Valeria Gubareva (Penza State University)

Topic: "Study of the Black Magic Probe and Bitsy board options

• A person working here advised me to fill out a questionnaire. And the company itself is interesting to me because it deals with information security, the study of which I spent the last five years of my life.
• Yes, very much. Expectations were met more than. I especially remember the moment when I was given a bunch of different incomprehensible cards, which I then, of course, successfully figured out.
• My task was to deal with the recently appeared Black Magic Probe V2.1 board, to see the possibilities opened up when working with it. And I had to try to break the firmware on other boards using the Black Magic Probe. For clarity, the STM32F429I-disc1 board was chosen, which has a touch screen, and for it I found the firmware with the Reversi game. As a result, I was able to access the dynamic memory of the firmware, then using the IDA Pro disassembler I found the address, which is the starting address of the board cells. The values ​​of these cells can be equal: 000 - empty cell, 001 - red chip, 002 - blue chip. I had the idea to equate the values ​​of all cells to one and thereby win the game from the first move. To do this, wrote a small script in Python. The result of my work was an article, which describes the characteristics of the board and all my actions in working with it.

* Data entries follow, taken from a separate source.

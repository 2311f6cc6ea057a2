pub mod agent;
pub mod artifact;
pub mod config;
pub mod errors;
pub mod executor;
pub mod gateway;
pub mod handlers;
pub mod markers;
pub mod orchestrator;
pub mod report;
pub mod run;
pub mod stage;
pub mod stop;
pub mod ui;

• Yes, the tasks were very interesting. Almost everything was new for me and there was very little information, but this did not become an obstacle.
• To work - of course, yes.

Nikita Trushin (TUSUR)

Topic: "Hanipot for logging interactive commands on the guest machine, by means of the hypervisor"

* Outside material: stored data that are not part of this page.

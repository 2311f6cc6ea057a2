//! Stage Executor — runs exactly one stage against the run's artifact set.
//!
//! Responsibilities, in order: resolve declared inputs from the store,
//! dispatch to the stage's handler, persist produced artifacts, consult
//! the stop-condition evaluator, and append the finished [`StageResult`]
//! to the run history. Appending here is the only mutation point for run
//! history anywhere in the crate.

use chrono::Utc;
use tracing::{error, info, warn};

use crate::artifact::ArtifactStore;
use crate::errors::{HaltReason, PipelineError};
use crate::handlers::{HandlerOutcome, HandlerRegistry};
use crate::run::PipelineRun;
use crate::stage::{Stage, StageResult, StageStatus};
use crate::stop::{StopConditionEvaluator, StopDecision};

pub struct StageExecutor {
    registry: HandlerRegistry,
    evaluator: StopConditionEvaluator,
}

impl StageExecutor {
    pub fn new(registry: HandlerRegistry) -> Self {
        Self {
            registry,
            evaluator: StopConditionEvaluator::new(),
        }
    }

    /// Execute one stage, record its result, and report whether the run
    /// may continue.
    ///
    /// A missing declared input is a contract violation: the failure is
    /// still recorded in history (the summary must account for every
    /// stage reached), then surfaced as a fatal error.
    pub async fn execute(
        &self,
        stage: &Stage,
        run: &mut PipelineRun,
        store: &mut ArtifactStore,
    ) -> Result<(StageResult, StopDecision), PipelineError> {
        let started_at = Utc::now();
        info!(stage = %stage.id, ordinal = stage.ordinal, "executing stage");

        let inputs = match store.resolve_all(&stage.inputs) {
            Ok(inputs) => inputs,
            Err(missing) => {
                error!(stage = %stage.id, ?missing, "declared input artifacts missing");
                let result = failed_result(stage, started_at, format!(
                    "contract violation: missing input artifact(s) {:?}",
                    missing
                ));
                run.record(result);
                return Err(PipelineError::ContractViolation {
                    stage: stage.id.clone(),
                    missing,
                });
            }
        };

        let Some(handler) = self.registry.get(&stage.id) else {
            let result = failed_result(stage, started_at, "no handler registered".to_string());
            run.record(result);
            return Err(PipelineError::Other(anyhow::anyhow!(
                "no handler registered for stage {}",
                stage.id
            )));
        };

        let outcome = match handler.handle(stage, &inputs).await {
            Ok(outcome) => outcome,
            Err(PipelineError::InvocationFailure { stage: s, message }) => {
                warn!(stage = %s, %message, "delegated task could not be invoked");
                let result = failed_result(stage, started_at, message.clone());
                run.record(result.clone());
                return Ok((result, StopDecision::Halt(HaltReason::InvocationFailed(message))));
            }
            Err(other) => {
                let result = failed_result(stage, started_at, other.to_string());
                run.record(result);
                return Err(other);
            }
        };

        let mut artifacts = Vec::with_capacity(outcome.outputs.len());
        for draft in &outcome.outputs {
            match store.persist(&stage.id, draft.clone()) {
                Ok(artifact) => artifacts.push(artifact),
                Err(err) => {
                    // The stage did execute; its failure must still show up
                    // in history so the summary accounts for it.
                    error!(stage = %stage.id, %err, "failed to persist artifact");
                    let result = failed_result(stage, started_at, err.to_string());
                    run.record(result);
                    return Err(err);
                }
            }
        }

        let mut result = StageResult {
            stage_id: stage.id.clone(),
            ordinal: stage.ordinal,
            status: StageStatus::Pass,
            artifacts,
            findings: outcome.findings.clone(),
            halt_suggested: outcome.halt_suggested,
            halt_reason: outcome.halt_reason.clone(),
            blocking_findings: outcome.blocking_findings.clone(),
            iterations: outcome.iterations,
            tests_passed: outcome.tests_passed,
            check_passed: outcome.check_passed,
            started_at,
            finished_at: Utc::now(),
        };

        let decision = self.evaluator.evaluate(stage, &result);
        if let StopDecision::Halt(reason) = &decision {
            warn!(stage = %stage.id, %reason, "stop condition fired");
            result.status = StageStatus::Stopped;
        }
        log_ignored_halt_suggestion(stage, &outcome, &decision);

        run.record(result.clone());
        Ok((result, decision))
    }
}

/// A halt suggestion on a stage whose policy never halts is recorded and
/// surfaced, but does not stop progression.
fn log_ignored_halt_suggestion(stage: &Stage, outcome: &HandlerOutcome, decision: &StopDecision) {
    if outcome.halt_suggested && matches!(decision, StopDecision::Continue) {
        info!(
            stage = %stage.id,
            reason = outcome.halt_reason.as_deref().unwrap_or("unstated"),
            "handler suggested a halt; stage policy records it without stopping"
        );
    }
}

fn failed_result(
    stage: &Stage,
    started_at: chrono::DateTime<Utc>,
    findings: String,
) -> StageResult {
    StageResult {
        stage_id: stage.id.clone(),
        ordinal: stage.ordinal,
        status: StageStatus::Fail,
        artifacts: vec![],
        findings,
        halt_suggested: false,
        halt_reason: None,
        blocking_findings: vec![],
        iterations: None,
        tests_passed: None,
        check_passed: None,
        started_at,
        finished_at: Utc::now(),
    }
}

#[cfg(test)]
mod tests {
    use super::*;
    use crate::artifact::{ArtifactDraft, ArtifactKind};
    use crate::handlers::StageHandler;
    use crate::stage::reference_pipeline;
    use async_trait::async_trait;
    use std::path::PathBuf;
    use std::sync::Arc;
    use tempfile::tempdir;

    struct Scripted(HandlerOutcome);

    #[async_trait]
    impl StageHandler for Scripted {
        async fn handle(
            &self,
            _stage: &Stage,
            _inputs: &[crate::artifact::Artifact],
        ) -> Result<HandlerOutcome, PipelineError> {
            Ok(self.0.clone())
        }
    }

    struct Unavailable;

    #[async_trait]
    impl StageHandler for Unavailable {
        async fn handle(
            &self,
            stage: &Stage,
            _inputs: &[crate::artifact::Artifact],
        ) -> Result<HandlerOutcome, PipelineError> {
            Err(PipelineError::InvocationFailure {
                stage: stage.id.clone(),
                message: "agent binary not on PATH".to_string(),
            })
        }
    }

    fn stage_by_id(id: &str) -> Stage {
        reference_pipeline()
            .into_iter()
            .find(|s| s.id == id)
            .unwrap()
    }

    fn setup(dir: &std::path::Path) -> (PipelineRun, ArtifactStore) {
        let spec_path = dir.join("FEAT47_specification.md");
        std::fs::write(&spec_path, "# FEAT47 spec").unwrap();
        let mut store = ArtifactStore::new("FEAT47", &dir.join("artifacts")).unwrap();
        store.register_specification(&spec_path).unwrap();
        (PipelineRun::new(spec_path, "FEAT47"), store)
    }

    fn executor_with(stage_id: &str, handler: Arc<dyn StageHandler>) -> StageExecutor {
        let mut registry = HandlerRegistry::new();
        registry.register(stage_id, handler);
        StageExecutor::new(registry)
    }

    #[tokio::test]
    async fn test_pass_flow_persists_artifacts_and_records_history() {
        let dir = tempdir().unwrap();
        let (mut run, mut store) = setup(dir.path());
        let stage = stage_by_id("architecture-analysis");
        // Ordinal 1 runs first, so history stays gap-free.
        let executor = executor_with(
            &stage.id,
            Arc::new(Scripted(HandlerOutcome {
                findings: "layering is sound".to_string(),
                ..Default::default()
            })),
        );

        let (result, decision) = executor.execute(&stage, &mut run, &mut store).await.unwrap();

        assert_eq!(result.status, StageStatus::Pass);
        assert_eq!(decision, StopDecision::Continue);
        assert_eq!(run.history.len(), 1);
        assert_eq!(run.history[0].findings, "layering is sound");
    }

    #[tokio::test]
    async fn test_produced_artifacts_are_stored_with_stage_id() {
        let dir = tempdir().unwrap();
        let (mut run, mut store) = setup(dir.path());
        // Use ordinal-1 stage so the history invariant holds in isolation.
        let stage = Stage {
            ordinal: 1,
            ..stage_by_id("verification")
        };
        let executor = executor_with(
            &stage.id,
            Arc::new(Scripted(HandlerOutcome {
                outputs: vec![ArtifactDraft::new(
                    ArtifactKind::VerificationReport,
                    "all symbols resolve",
                )],
                ..Default::default()
            })),
        );

        let (result, _) = executor.execute(&stage, &mut run, &mut store).await.unwrap();

        assert_eq!(result.artifacts.len(), 1);
        let stored = store.resolve(ArtifactKind::VerificationReport).unwrap();
        assert_eq!(stored.produced_by, "verification");
        assert!(stored.path.exists());
    }

    #[tokio::test]
    async fn test_missing_input_is_a_contract_violation() {
        let dir = tempdir().unwrap();
        let spec_path = dir.path().join("FEAT47_specification.md");
        std::fs::write(&spec_path, "spec").unwrap();
        // Store deliberately left without the specification registered.
        let mut store = ArtifactStore::new("FEAT47", &dir.path().join("artifacts")).unwrap();
        let mut run = PipelineRun::new(spec_path, "FEAT47");
        let stage = stage_by_id("architecture-analysis");
        let executor = executor_with(&stage.id, Arc::new(Scripted(HandlerOutcome::default())));

        let err = executor
            .execute(&stage, &mut run, &mut store)
            .await
            .unwrap_err();

        assert!(err.is_contract_violation());
        // The violation is still accounted for in history.
        assert_eq!(run.history.len(), 1);
        assert_eq!(run.history[0].status, StageStatus::Fail);
        assert!(run.history[0].findings.contains("contract violation"));
    }

    #[tokio::test]
    async fn test_halt_decision_marks_result_stopped() {
        let dir = tempdir().unwrap();
        let (mut run, mut store) = setup(dir.path());
        let stage = stage_by_id("architecture-analysis");
        let executor = executor_with(
            &stage.id,
            Arc::new(Scripted(HandlerOutcome {
                halt_suggested: true,
                halt_reason: Some("fundamental issue".to_string()),
                ..Default::default()
            })),
        );

        let (result, decision) = executor.execute(&stage, &mut run, &mut store).await.unwrap();

        assert_eq!(result.status, StageStatus::Stopped);
        assert!(matches!(decision, StopDecision::Halt(_)));
        assert_eq!(run.history[0].status, StageStatus::Stopped);
    }

    #[tokio::test]
    async fn test_persist_failure_still_records_stage_result() {
        let dir = tempdir().unwrap();
        let (mut run, mut store) = setup(dir.path());
        // Seed the store with a verification-owned report, then run a stage
        // whose handler tries to emit that same kind.
        store
            .persist(
                "verification",
                ArtifactDraft::new(ArtifactKind::VerificationReport, "owned"),
            )
            .unwrap();
        let stage = Stage {
            ordinal: 1,
            ..stage_by_id("review")
        };
        let executor = executor_with(
            &stage.id,
            Arc::new(Scripted(HandlerOutcome {
                outputs: vec![ArtifactDraft::new(
                    ArtifactKind::VerificationReport,
                    "hijacked",
                )],
                ..Default::default()
            })),
        );

        let err = executor
            .execute(&stage, &mut run, &mut store)
            .await
            .unwrap_err();

        assert!(matches!(err, PipelineError::ArtifactOwnership { .. }));
        // The executed stage is accounted for in history, not left as a gap.
        assert_eq!(run.history.len(), 1);
        assert_eq!(run.history[0].status, StageStatus::Fail);
        assert!(run.history[0].findings.contains("verification"));
        // The owned artifact is untouched.
        assert_eq!(
            store.resolve(ArtifactKind::VerificationReport).unwrap().body,
            "owned"
        );
    }

    #[tokio::test]
    async fn test_invocation_failure_fails_stage_and_halts() {
        let dir = tempdir().unwrap();
        let (mut run, mut store) = setup(dir.path());
        let stage = stage_by_id("architecture-analysis");
        let executor = executor_with(&stage.id, Arc::new(Unavailable));

        let (result, decision) = executor.execute(&stage, &mut run, &mut store).await.unwrap();

        assert_eq!(result.status, StageStatus::Fail);
        assert!(matches!(
            decision,
            StopDecision::Halt(HaltReason::InvocationFailed(_))
        ));
        assert!(result.findings.contains("agent binary not on PATH"));
    }
}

• I like to study the internal structure of various cores and software systems, while interested in programming. Therefore, the activities of DSec, as well as the blog on Habré, of course, interested me.
• The internship left a positive impression. Especially the team, which turned out to be quite friendly, and, in general, a cozy atmosphere in the office.
• My task was to implement a patch for QEMU , using the existing PoC, which was implemented as a gdb script and logged the output from the guest terminal to the host machine, using breakpoints on the TTY recording function. However, he pretty much reduced the speed of the guest. And I was required to implement it within QEMU itself, which would solve performance problems.
  Accordingly, it was necessary to understand the internal structure of QEMU, find the most suitable place for patching and write a patch for x86-64, ARM and MIPS.

• Of course, the task was quite interesting. However, I would like to work in a team of several people.
• Of course, yes!

Conclusion

Summing up, we will say “thank you” again to everyone who took part in our summer internship 2017. We all got a lot of experience and hope that we could share it with the reader a little. Later interesting articles will be published not from interns, but from our colleagues with the results of their research.

And of course, we are waiting for everyone for a new internship!